BRIEF:
The line containing "for arg in &self.args" marks the end: quote every line from the start of the records below through it, word for word.

DATA EXCERPTS:

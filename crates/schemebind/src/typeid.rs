// SPDX-License-Identifier: Apache-2.0 OR MIT
// Copyright (c) 2025-2026 schemebind contributors

//! Structural type identities and their portable string encoding.
//!
//! A [`TypeIdentity`] names a handler type plus, for generic handlers, an
//! ordered list of argument identities (recursive). The encoding is a
//! compact JSON tree (`{"name": ..., "args": [...]}`, `args` omitted when
//! empty) so a stored blob can be materialized back into the correct
//! concrete type without the reader knowing it in advance.
//!
//! Decoding always resolves names against the closed [`TypeCatalog`];
//! an unknown name fails with [`BindingError::TypeNotFound`] rather than
//! silently substituting a type, since stored data must never be able to
//! activate unintended handler code.

use crate::catalog::TypeCatalog;
use crate::error::{BindingError, Result};
use serde::{Deserialize, Serialize};
use std::fmt;

/// A structural encoding of a run-time handler or options type.
///
/// Two identities are equal iff their structural encodings match.
#[derive(Debug, Clone, PartialEq, Eq, Hash, Serialize, Deserialize)]
pub struct TypeIdentity {
    /// Fully-qualified type name
    pub name: String,

    /// Ordered generic type arguments (empty for non-generic types)
    #[serde(default, skip_serializing_if = "Vec::is_empty")]
    pub args: Vec<TypeIdentity>,
}

impl TypeIdentity {
    /// Create a non-generic type identity
    pub fn new(name: impl Into<String>) -> Self {
        Self {
            name: name.into(),
            args: Vec::new(),
        }
    }

    /// Create a generic type identity with the given argument identities
    pub fn generic(name: impl Into<String>, args: Vec<TypeIdentity>) -> Self {
        Self {
            name: name.into(),
            args,
        }
    }

    /// Returns true if this identity carries generic arguments
    pub fn is_generic(&self) -> bool {
        !self.args.is_empty()
    }

    /// Iterate over every name in the tree (self plus arguments, depth-first)
    pub fn names(&self) -> Vec<&str> {
        let mut out = Vec::new();
        self.collect_names(&mut out);
        out
    }

    fn collect_names<'a>(&'a self, out: &mut Vec<&'a str>) {
        out.push(self.name.as_str());
        for arg in &self.args {
            arg.collect_names(out);
        }
    }
}

impl fmt::Display for TypeIdentity {
    fn fmt(&self, f: &mut fmt::Formatter<'_>) -> fmt::Result {
        write!(f, "{}", self.name)?;
        if !self.args.is_empty() {
            write!(f, "<")?;
            for (i, arg) in self.args.iter().enumerate() {
                if i > 0 {
                    write!(f, ", ")?;
                }
                write!(f, "{}", arg)?;
            }
            write!(f, ">")?;
        }
        Ok(())
    }
}

/// Serializes and deserializes [`TypeIdentity`] values to portable strings.
pub struct TypeCodec;

impl TypeCodec {
    /// Encode a type identity into its portable string form.
    ///
    /// Deterministic: the same identity always yields the same string.
    pub fn encode(identity: &TypeIdentity) -> Result<String> {
        Ok(serde_json::to_string(identity)?)
    }

    /// Decode a portable string, resolving every name (root and generic
    /// arguments, recursively) against the managed catalog.
    pub fn decode(encoded: &str, catalog: &TypeCatalog) -> Result<TypeIdentity> {
        let identity: TypeIdentity = serde_json::from_str(encoded)
            .map_err(|e| BindingError::Serialization(format!("malformed type encoding: {e}")))?;

        for name in identity.names() {
            if !catalog.is_known_type(name) {
                return Err(BindingError::TypeNotFound(name.to_string()));
            }
        }

        Ok(identity)
    }
}

#[cfg(test)]
mod tests {
    use super::*;
    use crate::catalog::TypeCatalogBuilder;
    use crate::handlers::OAuthOptions;

    fn catalog() -> TypeCatalog {
        TypeCatalogBuilder::new()
            .register::<OAuthOptions>(TypeIdentity::new("OAuthHandler"))
            .register::<OAuthOptions>(TypeIdentity::generic(
                "OAuthHandler",
                vec![TypeIdentity::new("GitHubProfile")],
            ))
            .build()
    }

    #[test]
    fn test_encode_omits_empty_args() {
        let identity = TypeIdentity::new("OAuthHandler");
        let encoded = TypeCodec::encode(&identity).unwrap();
        assert_eq!(encoded, r#"{"name":"OAuthHandler"}"#);
    }

    #[test]
    fn test_round_trip_non_generic() {
        let identity = TypeIdentity::new("OAuthHandler");
        let encoded = TypeCodec::encode(&identity).unwrap();
        let decoded = TypeCodec::decode(&encoded, &catalog()).unwrap();
        assert_eq!(decoded, identity);
    }

    #[test]
    fn test_round_trip_generic() {
        let identity = TypeIdentity::generic(
            "OAuthHandler",
            vec![TypeIdentity::new("GitHubProfile")],
        );
        let encoded = TypeCodec::encode(&identity).unwrap();
        let decoded = TypeCodec::decode(&encoded, &catalog()).unwrap();
        assert_eq!(decoded, identity);
        assert!(decoded.is_generic());
    }

    #[test]
    fn test_unknown_type_rejected() {
        let identity = TypeIdentity::new("EvilHandler");
        let encoded = TypeCodec::encode(&identity).unwrap();
        let err = TypeCodec::decode(&encoded, &catalog()).unwrap_err();
        assert!(matches!(err, BindingError::TypeNotFound(name) if name == "EvilHandler"));
    }

    #[test]
    fn test_unknown_generic_argument_rejected() {
        let identity = TypeIdentity::generic(
            "OAuthHandler",
            vec![TypeIdentity::new("UnknownProfile")],
        );
        let encoded = TypeCodec::encode(&identity).unwrap();
        let err = TypeCodec::decode(&encoded, &catalog()).unwrap_err();
        assert!(matches!(err, BindingError::TypeNotFound(name) if name == "UnknownProfile"));
    }

    #[test]
    fn test_malformed_encoding_is_serialization_error() {
        let err = TypeCodec::decode("{oops", &catalog()).unwrap_err();
        assert!(matches!(err, BindingError::Serialization(_)));
    }

    #[test]
    fn test_structural_equality() {
        let a = TypeIdentity::generic("A", vec![TypeIdentity::new("B")]);
        let b = TypeIdentity::generic("A", vec![TypeIdentity::new("B")]);
        let c = TypeIdentity::generic("A", vec![TypeIdentity::new("C")]);
        assert_eq!(a, b);
        assert_ne!(a, c);
    }

    #[test]
    fn test_display() {
        let identity = TypeIdentity::generic(
            "OAuthHandler",
            vec![TypeIdentity::new("GitHubProfile")],
        );
        assert_eq!(identity.to_string(), "OAuthHandler<GitHubProfile>");
    }
}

SOLUTION TO THIS EXERCISE:
filename crates/schemebind/src/typeid.rs
// SPDX-License-Identifier: Apache-2.0 OR MIT
// Copyright (c) 2025-2026 schemebind contributors

//! Structural type identities and their portable string encoding.
//!
//! A [`TypeIdentity`] names a handler type plus, for generic handlers, an
//! ordered list of argument identities (recursive). The encoding is a
//! compact JSON tree (`{"name": ..., "args": [...]}`, `args` omitted when
//! empty) so a stored blob can be materialized back into the correct
//! concrete type without the reader knowing it in advance.
//!
//! Decoding always resolves names against the closed [`TypeCatalog`];
//! an unknown name fails with [`BindingError::TypeNotFound`] rather than
//! silently substituting a type, since stored data must never be able to
//! activate unintended handler code.

use crate::catalog::TypeCatalog;
use crate::error::{BindingError, Result};
use serde::{Deserialize, Serialize};
use std::fmt;

/// A structural encoding of a run-time handler or options type.
///
/// Two identities are equal iff their structural encodings match.
#[derive(Debug, Clone, PartialEq, Eq, Hash, Serialize, Deserialize)]
pub struct TypeIdentity {
    /// Fully-qualified type name
    pub name: String,

    /// Ordered generic type arguments (empty for non-generic types)
    #[serde(default, skip_serializing_if = "Vec::is_empty")]
    pub args: Vec<TypeIdentity>,
}

impl TypeIdentity {
    /// Create a non-generic type identity
    pub fn new(name: impl Into<String>) -> Self {
        Self {
            name: name.into(),
            args: Vec::new(),
        }
    }

    /// Create a generic type identity with the given argument identities
    pub fn generic(name: impl Into<String>, args: Vec<TypeIdentity>) -> Self {
        Self {
            name: name.into(),
            args,
        }
    }

    /// Returns true if this identity carries generic arguments
    pub fn is_generic(&self) -> bool {
        !self.args.is_empty()
    }

    /// Iterate over every name in the tree (self plus arguments, depth-first)
    pub fn names(&self) -> Vec<&str> {
        let mut out = Vec::new();
        self.collect_names(&mut out);
        out
    }

    fn collect_names<'a>(&'a self, out: &mut Vec<&'a str>) {
        out.push(self.name.as_str());
        for arg in &self.args {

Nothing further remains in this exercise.